To encourage such entrepreneurial efforts, the university system is building an engineering design center, where students can access prototyping tools and materials. It’s part of an $85 million renovation of an eighteen-story building A&M purchased about half a mile from Houston Methodist. Beginning this summer it will house much of the EnMed program and, eventually, other components of EnHealth. (A&M plans to construct two more buildings at the Texas Medical Center over the next four years.)
EnMed’s leaders don’t have a clear sense of what their future graduates will do with their degrees. Will they land residencies at top hospitals? Found revolutionary biomedical start-ups? Or maybe develop a new system of telemedicine to serve remote rural communities?

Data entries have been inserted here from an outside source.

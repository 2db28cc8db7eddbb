//! Raising, matching and unwinding exceptions.
//!
//! Native code raises [`SimpleException`]s that only become heap instances when a handler
//! catches them. Once materialised, an exception keeps its traceback on the instance so a bare
//! `raise` can continue it.

use super::{FrameKind, VM};
use crate::{
    args::ArgValues,
    exception_private::{ExcType, ExceptionRaise, RunError, RunResult},
    exception_public::Exception,
    heap::{HeapData, HeapId},
    intern::{StaticStrings, StringId},
    io::PrintWriter,
    resource::ResourceTracker,
    tracer::VmTracer,
    types::{GenState, Instance},
    value::Value,
};

impl<T: ResourceTracker, P: PrintWriter, Tr: VmTracer> VM<'_, T, P, Tr> {
    /// Unwinds frames above `stop_depth` until a handler covers the faulting instruction.
    ///
    /// Returns `Ok` with the handler's frame ready to run, or the error once `stop_depth` is
    /// reached.
    pub(super) fn handle_exception(&mut self, err: RunError, stop_depth: usize) -> RunResult<()> {
        let mut raise = match err {
            RunError::Exc(raise) => raise,
            other => {
                self.unwind_to(stop_depth);
                return Err(other);
            }
        };
        let type_name = self.raise_type_name(&raise);
        tracing::trace!(exception = %type_name, depth = self.frames.len(), "exception raised");
        self.tracer.on_exception_raised(&type_name, self.frames.len());

        while self.frames.len() > stop_depth {
            let frame = self.frame();
            let ip = frame.instruction_ip;
            let position = frame.code.location(ip).unwrap_or_default();
            raise.add_frame(position, frame.code.name, frame.code.source_id);
            if let Some(entry) = frame.code.find_handler(ip).copied() {
                let exc = match self.materialize(&mut raise) {
                    Ok(exc) => exc,
                    Err(err) => {
                        self.unwind_to(stop_depth);
                        return Err(err);
                    }
                };
                let frame = self.frame_mut();
                frame.ip = entry.handler as usize;
                let depth = frame.stack_base + usize::from(entry.stack_depth);
                self.stack.truncate(depth);
                self.push(exc);
                self.tracer.on_exception_caught(entry.handler as usize, self.frames.len());
                return Ok(());
            }
            let frame = self.frames.pop().expect("frame checked above");
            self.stack.truncate(frame.stack_base);
            self.tracer.on_return(self.frames.len());
            if let FrameKind::Generator(id) = frame.kind {
                if let HeapData::Generator(generator) = self.heap.get_mut(id) {
                    generator.finish(GenState::Raised);
                }
                if self.raise_is(&raise, ExcType::StopIteration) {
                    raise = match self.stop_iteration_in_generator(*raise) {
                        Ok(replacement) => replacement,
                        Err(err) => {
                            self.unwind_to(stop_depth);
                            return Err(err);
                        }
                    };
                }
            }
        }
        Err(RunError::Exc(raise))
    }

    /// Pops frames down to `stop_depth` without running handlers.
    fn unwind_to(&mut self, stop_depth: usize) {
        while self.frames.len() > stop_depth {
            let frame = self.frames.pop().expect("frame checked above");
            self.stack.truncate(frame.stack_base);
            if let FrameKind::Generator(id) = frame.kind {
                if let HeapData::Generator(generator) = self.heap.get_mut(id) {
                    generator.finish(GenState::Raised);
                }
            }
        }
    }

    /// PEP 479: a `StopIteration` escaping a generator body becomes a `RuntimeError`.
    fn stop_iteration_in_generator(&mut self, mut raise: ExceptionRaise) -> RunResult<Box<ExceptionRaise>> {
        let context = self.materialize(&mut raise)?;
        let id = self.new_exception(ExcType::RuntimeError, Some("generator raised StopIteration"))?;
        self.set_exception_attr(id, StaticStrings::DunderCause.id(), context);
        self.set_exception_attr(id, StaticStrings::DunderContext.id(), context);
        let mut replacement = ExceptionRaise::from_instance(ExcType::RuntimeError, id, raise.frames);
        replacement.hide_caret = raise.hide_caret;
        Ok(Box::new(replacement))
    }

    fn raise_type_name(&self, raise: &ExceptionRaise) -> String {
        match raise.instance {
            Some(id) => self.type_name(Value::Ref(id)),
            None => raise.exc.exc_type().to_string(),
        }
    }

    fn raise_is(&self, raise: &ExceptionRaise, exc_type: ExcType) -> bool {
        match raise.instance {
            Some(id) => self.exc_type_of(id).is_subclass_of(exc_type),
            None => raise.exc.exc_type().is_subclass_of(exc_type),
        }
    }

    /// The exception object for `raise`, creating it on first catch.
    ///
    /// Records the traceback on the instance and links `__context__` to the exception being
    /// handled, if any.
    pub(crate) fn materialize(&mut self, raise: &mut ExceptionRaise) -> RunResult<Value> {
        let id = match raise.instance {
            Some(id) => id,
            None => {
                let id = self.new_exception(raise.exc.exc_type(), raise.exc.arg())?;
                raise.instance = Some(id);
                id
            }
        };
        let handled = self.handled;
        if let HeapData::Instance(instance) = self.heap.get_mut(id) {
            instance.traceback.clone_from(&raise.frames);
            if handled.ref_id().is_some_and(|handled| handled != id) {
                instance.attrs.entry(StaticStrings::DunderContext.id()).or_insert(handled);
            }
        }
        Ok(Value::Ref(id))
    }

    /// A new instance of builtin exception `exc_type` with `args` of zero or one string.
    pub(crate) fn new_exception(&mut self, exc_type: ExcType, arg: Option<&str>) -> RunResult<HeapId> {
        let args = match arg {
            Some(text) => vec![self.new_str(text)?],
            None => Vec::new(),
        };
        self.new_exception_with_args(exc_type, args)
    }

    pub(crate) fn new_exception_with_args(&mut self, exc_type: ExcType, args: Vec<Value>) -> RunResult<HeapId> {
        let args = self.new_tuple(args)?;
        let mut instance = Instance::new(self.exc_classes[exc_type as usize]);
        instance.attrs.insert(StaticStrings::Args.id(), args);
        self.alloc(HeapData::Instance(instance))
    }

    /// `KeyError(key)` carrying the key object itself.
    pub(crate) fn key_error(&mut self, key: Value) -> RunError {
        match self.new_exception_with_args(ExcType::KeyError, vec![key]) {
            Ok(id) => ExceptionRaise::from_instance(ExcType::KeyError, id, Vec::new()).into(),
            Err(err) => err,
        }
    }

    fn set_exception_attr(&mut self, id: HeapId, name: StringId, value: Value) {
        if let HeapData::Instance(instance) = self.heap.get_mut(id) {
            instance.attrs.insert(name, value);
        }
    }

    /// Nearest builtin exception type of an exception instance.
    pub(crate) fn exc_type_of(&self, instance: HeapId) -> ExcType {
        let class = match self.heap.get(instance) {
            HeapData::Instance(instance) => instance.class,
            _ => return ExcType::Exception,
        };
        match self.heap.get(class) {
            HeapData::Class(class) => class.exc_type.unwrap_or(ExcType::Exception),
            _ => ExcType::Exception,
        }
    }

    /// Whether `value` is an instance of an exception class.
    pub(crate) fn is_exception(&self, value: Value) -> bool {
        self.instance_class(value).is_some_and(|class| self.is_exception_class(class))
    }

    /// Turns the operand of `raise` (a class or an instance) into an error.
    pub(crate) fn raise_value(&mut self, exc: Value) -> RunError {
        match self.exception_instance(exc) {
            Ok(id) => ExceptionRaise::from_instance(self.exc_type_of(id), id, Vec::new()).into(),
            Err(err) => err,
        }
    }

    /// An exception instance from `raise` operand `value`, instantiating classes.
    fn exception_instance(&mut self, value: Value) -> RunResult<HeapId> {
        if self.is_exception(value) {
            return value.ref_id().ok_or_else(|| RunError::internal("exception is not on the heap"));
        }
        if let Value::Ref(id) = value {
            if self.is_exception_class(id) {
                let instance = self.call_sync(value, ArgValues::empty())?;
                if self.is_exception(instance) {
                    return instance.ref_id().ok_or_else(|| RunError::internal("exception is not on the heap"));
                }
            }
        }
        Err(ExcType::not_base_exception())
    }

    /// `Raise` with form 0 (bare), 1 (`raise exc`) or 2 (`raise exc from cause`).
    pub(super) fn op_raise(&mut self, form: u8) -> RunError {
        match form {
            0 => {
                let handled = self.handled;
                if handled.is_none() {
                    return ExcType::no_active_exception();
                }
                self.reraise_value(handled)
            }
            1 => {
                let exc = self.pop();
                self.raise_value(exc)
            }
            _ => {
                let cause = self.pop();
                let exc = self.pop();
                let id = match self.exception_instance(exc) {
                    Ok(id) => id,
                    Err(err) => return err,
                };
                let cause = if cause.is_none() {
                    Value::None
                } else {
                    match self.exception_instance(cause) {
                        Ok(cause) => Value::Ref(cause),
                        Err(_) => return ExcType::type_error("exception causes must derive from BaseException"),
                    }
                };
                self.set_exception_attr(id, StaticStrings::DunderCause.id(), cause);
                ExceptionRaise::from_instance(self.exc_type_of(id), id, Vec::new()).into()
            }
        }
    }

    /// Re-raises a caught exception, continuing its recorded traceback.
    pub(super) fn reraise_value(&mut self, exc: Value) -> RunError {
        let Some(id) = exc.ref_id().filter(|_| self.is_exception(exc)) else {
            return RunError::internal("re-raised value is not an exception instance");
        };
        let frames = match self.heap.get(id) {
            HeapData::Instance(instance) => instance.traceback.clone(),
            _ => Vec::new(),
        };
        let mut raise = ExceptionRaise::from_instance(self.exc_type_of(id), id, frames);
        raise.reraised = !raise.frames.is_empty();
        raise.into()
    }

    /// `except class:` matching, where `class` may be a tuple of classes.
    pub(super) fn exception_matches(&mut self, exc: Value, class: Value) -> RunResult<bool> {
        if let Some(classes) = self.tuple_items(class) {
            for class in classes {
                if self.exception_matches(exc, class)? {
                    return Ok(true);
                }
            }
            return Ok(false);
        }
        match class {
            Value::Ref(id) if self.is_exception_class(id) => Ok(self
                .instance_class(exc)
                .is_some_and(|exc_class| self.class_mro(exc_class).contains(&id))),
            _ => Err(ExcType::except_invalid_type()),
        }
    }

    /// `args[0]` of an exception instance.
    pub(crate) fn first_exception_arg(&self, id: HeapId) -> Option<Value> {
        let args = match self.heap.get(id) {
            HeapData::Instance(instance) => instance.attrs.get(&StaticStrings::Args.id()).copied(),
            _ => None,
        }?;
        self.tuple_items(args)?.first().copied()
    }

    /// `str(exc)` for an uncaught exception; `None` when it has no arguments.
    fn exception_message(&mut self, id: HeapId) -> Option<String> {
        let args = match self.heap.get(id) {
            HeapData::Instance(instance) => instance.attrs.get(&StaticStrings::Args.id()).copied(),
            _ => None,
        };
        let has_args = args.and_then(|args| self.tuple_items(args)).is_some_and(|items| !items.is_empty());
        let has_str = self
            .instance_class(Value::Ref(id))
            .and_then(|class| self.lookup_in_mro(class, StaticStrings::DunderStr.id()))
            .is_some_and(|attr| !matches!(attr, Value::Builtin(_)));
        if !has_args && !has_str {
            return None;
        }
        self.py_str(Value::Ref(id)).ok()
    }

    /// Converts an error leaving the VM into the public [`Exception`].
    pub(crate) fn to_public_exception(&mut self, err: RunError) -> Exception {
        match err {
            RunError::Internal(msg) => Exception::runtime_error(format!("internal error: {msg}")),
            RunError::Exc(raise) | RunError::UncatchableExc(raise) => {
                let traceback = raise.traceback(&self.interns, &self.sources);
                match raise.instance {
                    Some(id) => {
                        let exc_type = self.exc_type_of(id);
                        let type_name = self.type_name(Value::Ref(id));
                        let message = self.exception_message(id);
                        Exception::new(exc_type, message, traceback).with_type_name(type_name)
                    }
                    None => Exception::new(raise.exc.exc_type(), raise.exc.arg().map(str::to_owned), traceback),
                }
            }
        }
    }

    /// Exit code requested by an uncaught `SystemExit`, if that is what `err` is.
    pub(crate) fn system_exit_code(&mut self, err: &RunError) -> Option<Value> {
        let RunError::Exc(raise) = err else {
            return None;
        };
        if !self.raise_is(raise, ExcType::SystemExit) {
            return None;
        }
        let Some(id) = raise.instance else {
            return Some(Value::None);
        };
        let args = match self.heap.get(id) {
            HeapData::Instance(instance) => instance.attrs.get(&StaticStrings::Args.id()).copied(),
            _ => None,
        };
        let items = args.and_then(|args| self.tuple_items(args)).unwrap_or_default();
        Some(match items.as_slice() {
            [] => Value::None,
            [code] => *code,
            _ => args.unwrap_or(Value::None),
        })
    }
}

The program’s leaders say they’ll be happy to see some students use an engineering mind-set in general practice, where daily interactions with patients might inspire new and more effective treatments.
Innovation in medicine can take many forms and will be spurred, Pettigrew believes, by breaking down the barriers that have been erected between academic disciplines. “Life is a consequence of biology,” he says. “It’s a consequence of physics, of chemistry, of engineering. If you didn’t have all of those, you would not have life.”